//! Error handling middleware - RFC 7807 compliant responses.

use actix_web::{HttpResponse, ResponseError, http::StatusCode};
use quill_shared::ErrorResponse;
use std::fmt;

/// Application-level error type that converts to RFC 7807 responses.
#[derive(Debug)]
pub enum AppError {
    NotFound(String),
    BadRequest(String),
    Internal(String),
}

impl fmt::Display for AppError {
    fn fmt(&self, f: &mut fmt::Formatter<'_>) -> fmt::Result {
        match self {
            AppError::NotFound(msg) => write!(f, "Not found: {}", msg),
            AppError::BadRequest(msg) => write!(f, "Bad request: {}", msg),
            AppError::Internal(msg) => write!(f, "Internal error: {}", msg),
        }
    }
}

impl ResponseError for AppError {
    fn status_code(&self) -> StatusCode {
        match self {
            AppError::NotFound(_) => StatusCode::NOT_FOUND,
            AppError::BadRequest(_) => StatusCode::BAD_REQUEST,
            AppError::Internal(_) => StatusCode::INTERNAL_SERVER_ERROR,
        }
    }

    fn error_response(&self) -> HttpResponse {
        let error = match self {
            AppError::NotFound(detail) => ErrorResponse::not_found(detail),
            AppError::BadRequest(detail) => ErrorResponse::bad_request(detail),
            AppError::Internal(detail) => {
                // Logged with detail server-side, opaque to the caller.
                tracing::error!("Internal error: {}", detail);
                ErrorResponse::internal_error()
            }
        };

        HttpResponse::build(self.status_code()).json(error)
    }
}

// Conversion from domain errors
impl From<quill_core::error::DomainError> for AppError {
    fn from(err: quill_core::error::DomainError) -> Self {
        match err {
            quill_core::error::DomainError::Validation(msg) => AppError::BadRequest(msg),
        }
    }
}

impl From<quill_core::error::RepoError> for AppError {
    fn from(err: quill_core::error::RepoError) -> Self {
        match err {
            quill_core::error::RepoError::NotFound => {
                AppError::NotFound("Post not found".to_string())
            }
            quill_core::error::RepoError::Connection(msg) => {
                tracing::error!("Database connection error: {}", msg);
                AppError::Internal("Database error".to_string())
            }
            quill_core::error::RepoError::Query(msg) => {
                tracing::error!("Database query error: {}", msg);
                AppError::Internal("Database error".to_string())
            }
        }
    }
}

/// Result type alias for handlers.
pub type AppResult<T> = Result<T, AppError>;
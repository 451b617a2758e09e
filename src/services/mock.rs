//! Offline plan synthesis used when no Gemini key is configured, and as the
//! fallback when the live call fails.
//!
//! Output depends only on the [`PlanRequest`]: the same profile always yields
//! the same plan.

use std::collections::BTreeMap;

use crate::errors::PlanError;
use crate::models::{
    BmiClass, DayPlan, Diet, Goal, Macros, Meal, MealPlan, MealSlot, Metrics, PlanRequest, PlanSource,
    RawPlanResponse, ShoppingGroup,
};
use crate::services::metrics::SEVERE_THINNESS_BELOW;

use super::ai_service::PlanService;

/// A dish as listed in a pool: description, reference portion and its energy
struct Dish {
    name: &'static str,
    grams: f64,
    kcal: f64,
}

const fn dish(name: &'static str, grams: f64, kcal: f64) -> Dish {
    Dish { name, grams, kcal }
}

static BREAKFASTS: [Dish; 6] = [
    dish("Small bowl of chicken pho + 1 banana", 450.0, 420.0),
    dish("Small bowl of crab noodle soup (bun rieu)", 400.0, 380.0),
    dish("Oat porridge + 1 banana", 350.0, 350.0),
    dish("Banh mi with fried egg and vegetables", 220.0, 450.0),
    dish("Oatmeal with milk", 300.0, 320.0),
    dish("Steamed rice rolls (banh cuon) with light dipping sauce", 300.0, 400.0),
];

static VEGETARIAN_BREAKFASTS: [Dish; 6] = [
    dish("Small bowl of vegetarian pho with tofu + 1 banana", 450.0, 400.0),
    dish("Sticky rice with mung beans and peanuts", 250.0, 450.0),
    dish("Oat porridge + 1 banana", 350.0, 350.0),
    dish("Banh mi with fried egg and vegetables", 220.0, 450.0),
    dish("Oatmeal with milk", 300.0, 320.0),
    dish("Steamed rice rolls filled with mushrooms", 300.0, 380.0),
];

static LUNCHES: [Dish; 6] = [
    dish("1 bowl of rice + stir-fried chicken breast with vegetables", 400.0, 600.0),
    dish("1 bowl of rice + grilled fish + boiled greens", 420.0, 580.0),
    dish("Chicken pho, light on oil", 500.0, 520.0),
    dish("1 bowl of rice + stir-fried tofu with vegetables", 400.0, 550.0),
    dish("1 bowl of rice + tuna salad", 380.0, 560.0),
    dish("1 bowl of rice + stir-fried beef with vegetables", 420.0, 650.0),
];

static SNACKS: [Dish; 5] = [
    dish("1 cup of yogurt", 150.0, 140.0),
    dish("1 apple + a few nuts", 180.0, 180.0),
    dish("A handful of cashews", 30.0, 170.0),
    dish("Small avocado smoothie", 250.0, 220.0),
    dish("1 banana", 120.0, 105.0),
];

static DINNERS: [Dish; 6] = [
    dish("1 bowl of rice + braised fish + vegetable soup", 450.0, 650.0),
    dish("1 bowl of rice + pan-seared chicken + clear soup", 450.0, 680.0),
    dish("1 bowl of rice + stir-fried tofu + greens", 420.0, 560.0),
    dish("1 bowl of rice + grilled fish + greens", 430.0, 600.0),
    dish("Small plate of spaghetti (light sauce) + salad", 380.0, 620.0),
    dish("1 bowl of rice + roast fish + vegetables", 440.0, 640.0),
];

static VEGETARIAN_LUNCHES: [Dish; 6] = [
    dish("1 bowl of rice + stir-fried tofu with vegetables", 400.0, 550.0),
    dish("1 bowl of rice + lemongrass tofu + boiled greens", 420.0, 560.0),
    dish("Vegetarian pho with tofu and mushrooms", 500.0, 480.0),
    dish("1 bowl of rice + braised mushrooms and eggplant", 420.0, 520.0),
    dish("1 bowl of rice + tofu and chickpea salad", 400.0, 580.0),
    dish("Rice noodles with fried tofu and herbs", 450.0, 600.0),
];

static VEGETARIAN_DINNERS: [Dish; 6] = [
    dish("1 bowl of rice + braised tofu + vegetable soup", 450.0, 600.0),
    dish("1 bowl of rice + stir-fried tofu + greens", 420.0, 560.0),
    dish("1 bowl of rice + mushroom and tofu hot pot", 480.0, 620.0),
    dish("1 bowl of rice + stuffed tofu in tomato sauce", 450.0, 610.0),
    dish("Small plate of spaghetti (tomato sauce) + salad", 380.0, 600.0),
    dish("1 bowl of rice + stir-fried vegetables with cashews", 430.0, 630.0),
];

/// Portion multiplier: heavier classes eat smaller portions
fn portion_scale(class: BmiClass) -> f64 {
    match class {
        BmiClass::Underweight => 1.25,
        BmiClass::Normal => 1.0,
        BmiClass::Overweight => 0.9,
        BmiClass::Obese => 0.8,
    }
}

/// Protein / carbs / fat share of energy
fn macro_split(goal: Goal) -> (f64, f64, f64) {
    match goal {
        Goal::Lose => (0.30, 0.40, 0.30),
        Goal::Gain => (0.25, 0.45, 0.30),
        Goal::Maintain | Goal::Auto => (0.25, 0.50, 0.25),
    }
}

fn exercise_plan(class: BmiClass) -> Vec<String> {
    let lines: [&str; 8] = match class {
        BmiClass::Normal => [
            "Day 1: Brisk walk 30 min (5-6 km/h)",
            "Day 2: Yoga 25 min (basic poses)",
            "Day 3: Light jog 20 min + 10 min stretching",
            "Day 4: Rest or easy walk 15 min",
            "Day 5: Strength training (light weights or bodyweight) 30 min",
            "Day 6: Walk 30 min + yoga 15 min",
            "Day 7: Active rest (gentle stretching)",
            "Note: mix cardio, strength and flexibility; sleep 7-8 hours.",
        ],
        BmiClass::Overweight => [
            "Day 1: Brisk walk 40 min (60-70% max heart rate)",
            "Day 2: Cycling or swimming 30 min",
            "Day 3: Brisk walk 35 min + light weights 15 min",
            "Day 4: Yoga or stretching 30 min",
            "Day 5: Light cardio (walking or cycling) 45 min",
            "Day 6: Endurance circuit (squats, plank) 25 min",
            "Day 7: Rest or easy walk 20 min",
            "Note: build intensity gradually and stay hydrated.",
        ],
        BmiClass::Obese => [
            "Day 1: Easy walk 20-30 min at a conversational pace",
            "Day 2: Stationary cycling 20 min, low resistance",
            "Day 3: Water walking or swimming 30 min",
            "Day 4: Chair-supported stretching 20 min",
            "Day 5: Easy walk 30 min",
            "Day 6: Light resistance bands 15 min + walk 15 min",
            "Day 7: Rest",
            "Note: low-impact only; stop and see a doctor if you feel chest pain or joint pain.",
        ],
        BmiClass::Underweight => [
            "Day 1: Light weights (large muscle groups) 30 min",
            "Day 2: Easy walk 20 min (no hard cardio)",
            "Day 3: Rest, focus on recovery",
            "Day 4: Bodyweight strength 25 min",
            "Day 5: Gentle yoga 20 min",
            "Day 6: Light weights 30 min",
            "Day 7: Full rest",
            "Note: avoid hard cardio that burns extra calories; sleep 8-9 hours.",
        ],
    };
    lines.iter().map(|l| l.to_string()).collect()
}

fn health_warning(metrics: &Metrics) -> String {
    let bmi = metrics.bmi;
    match metrics.classification {
        BmiClass::Underweight if bmi < SEVERE_THINNESS_BELOW => format!(
            "Severe thinness (BMI {:.1}). Risks: serious malnutrition, weakened immunity, osteoporosis, \
             hormonal and heart rhythm problems. See a doctor or dietitian now and raise calories gradually \
             under medical supervision.",
            bmi
        ),
        BmiClass::Underweight => format!(
            "Underweight (BMI {:.1}). Risks: nutrient and vitamin deficiency, weakened immunity, fatigue and \
             dizziness. Increase portions, favour energy-dense foods (nuts, avocado, milk, lean meat) and eat \
             5-6 smaller meals a day.",
            bmi
        ),
        BmiClass::Overweight => format!(
            "Overweight (BMI {:.1}). Risks: higher cardiovascular and metabolic risk, joint strain. Reduce \
             calories moderately (300-500 kcal/day), favour greens and lean protein, cut refined carbs.",
            bmi
        ),
        BmiClass::Obese => format!(
            "Obese (BMI {:.1}). Risks: heart disease, stroke, type 2 diabetes, high blood pressure, sleep apnea, \
             joint degeneration. Consult a doctor; aim for gradual loss of 0.5-1 kg per week with regular \
             low-impact activity.",
            bmi
        ),
        BmiClass::Normal => String::new(),
    }
}

fn shopping_list(diet: Diet) -> Vec<ShoppingGroup> {
    let group = |category: &str, items: &[&str]| ShoppingGroup {
        category: category.to_string(),
        items: items.iter().map(|i| i.to_string()).collect(),
    };

    let mut groups = vec![group(
        "Starches",
        &["Rice: 2-3 kg", "Dry rice noodles / pho: 500 g", "Oats: 500 g", "Wholegrain bread: 1 loaf"],
    )];
    if diet == Diet::Omnivore {
        groups.push(group(
            "Animal protein",
            &["Chicken breast: 700 g", "Fish (salmon or tilapia): 800 g", "Eggs: 10"],
        ));
    }
    groups.push(group(
        "Plant protein & dairy",
        &["Tofu: 500 g", "Cashews: 200 g", "Yogurt: 7 cups"],
    ));
    groups.push(group(
        "Fruit & vegetables",
        &["Mixed greens: 1.5 kg", "Bananas: 7", "Apples: 3", "Avocados: 2"],
    ));
    groups.push(group(
        "Seasoning & other",
        &["Cooking oil, salt, pepper, chili sauce", "Fish sauce (or soy sauce), garlic, shallots"],
    ));
    groups
}

fn pick(pool: &[Dish], seed: usize, day: usize, salt: usize) -> &Dish {
    &pool[(seed.wrapping_mul(31) + day * 7 + salt * 13) % pool.len()]
}

/// Deterministic stand-in for the live provider. Never fails.
#[derive(Debug, Clone, Default)]
pub struct MockPlanService;

impl MockPlanService {
    pub fn new() -> Self {
        Self
    }

    pub fn plan(&self, request: &PlanRequest) -> MealPlan {
        let metrics = &request.metrics;
        let target = metrics.target_calories;
        let seed = target.round() as usize;
        let scale = portion_scale(metrics.classification);
        let (protein, carbs, fat) = macro_split(metrics.goal);

        let (breakfasts, lunches, dinners): (&[Dish], &[Dish], &[Dish]) = match request.profile.diet {
            Diet::Vegetarian => (&VEGETARIAN_BREAKFASTS[..], &VEGETARIAN_LUNCHES[..], &VEGETARIAN_DINNERS[..]),
            Diet::Omnivore => (&BREAKFASTS[..], &LUNCHES[..], &DINNERS[..]),
        };

        let days = (0..request.contract.days)
            .map(|i| {
                let mut meals = BTreeMap::new();
                for (salt, slot) in MealSlot::ALL.iter().enumerate() {
                    let pool: &[Dish] = match slot {
                        MealSlot::Breakfast => breakfasts,
                        MealSlot::Lunch => lunches,
                        MealSlot::Snack => &SNACKS[..],
                        MealSlot::Dinner => dinners,
                    };
                    let dish = pick(pool, seed, i, salt);
                    let kcal = (target * slot.calorie_share()).round();
                    let grams = dish.grams * (kcal / dish.kcal) * scale;

                    meals.insert(
                        *slot,
                        Meal {
                            description: dish.name.to_string(),
                            kcal: Some(kcal),
                            portion_grams: Some(grams.round() as u32),
                            macros: Some(Macros {
                                protein_g: (kcal * protein / 4.0).round(),
                                carbs_g: (kcal * carbs / 4.0).round(),
                                fat_g: (kcal * fat / 9.0).round(),
                            }),
                        },
                    );
                }
                let total = meals.values().filter_map(|m| m.kcal).sum();

                DayPlan {
                    day: (i + 1) as u8,
                    meals,
                    total_kcal: Some(total),
                }
            })
            .collect();

        MealPlan {
            days,
            exercise: exercise_plan(metrics.classification),
            shopping_list: shopping_list(request.profile.diet),
            health_warning: health_warning(metrics),
        }
    }
}

#[async_trait::async_trait]
impl PlanService for MockPlanService {
    async fn generate(&self, request: &PlanRequest) -> Result<RawPlanResponse, PlanError> {
        log::info!(
            "🧪 Synthesizing mock plan for {:.0} kcal ({})",
            request.metrics.target_calories,
            request.metrics.classification
        );

        let body = serde_json::to_string(&self.plan(request))
            .map_err(|e| PlanError::ProviderUnavailable(format!("mock plan serialization: {}", e)))?;

        Ok(RawPlanResponse {
            body,
            source: PlanSource::Mock,
        })
    }
}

——————

Look for the string "description" in the entries above. Copy every line that has it.

/// A dish as listed in a pool: description, reference portion and its energy
                            description: dish.name.to_string(),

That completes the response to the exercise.